→ **Task item**
Only the number is requested. Tally the lines of the data that hold the string "BucketState".

→ **Dataset entries**
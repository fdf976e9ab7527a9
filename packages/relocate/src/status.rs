//! Ledger-only progress report.

use bucket_relocate_models::{BucketState, Step};
use bucket_relocate_state::ledger::StepLedger;

/// Where a bucket stands according to the step ledger.
#[derive(Debug, Clone, PartialEq, Eq)]
pub struct BucketStatus {
    /// Source bucket.
    pub bucket: String,
    /// Highest completed step, 0 if none.
    pub last_step: u32,
    /// State derived from `last_step`.
    pub state: BucketState,
}

impl BucketStatus {
    /// Reads the status of `bucket` from `ledger`.
    #[must_use]
    pub fn from_ledger(ledger: &StepLedger, bucket: &str) -> Self {
        let last_step = ledger.last_completed_step(bucket);
        Self {
            bucket: bucket.to_string(),
            last_step,
            state: BucketState::from_last_step(last_step),
        }
    }

    /// The step a new run would execute next, if any.
    #[must_use]
    pub const fn next_step(&self) -> Option<Step> {
        Step::from_number(self.last_step.saturating_add(1))
    }
}

impl std::fmt::Display for BucketStatus {
    fn fmt(&self, f: &mut std::fmt::Formatter<'_>) -> std::fmt::Result {
        write!(
            f,
            "{}: step {}/{} ({})",
            self.bucket,
            self.last_step,
            Step::FINAL.number(),
            self.state
        )?;
        if let Some(next) = self.next_step() {
            write!(f, ", next: {} ({})", next.number(), next.label())?;
        }
        Ok(())
    }
}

→ **Response to the exercise**
3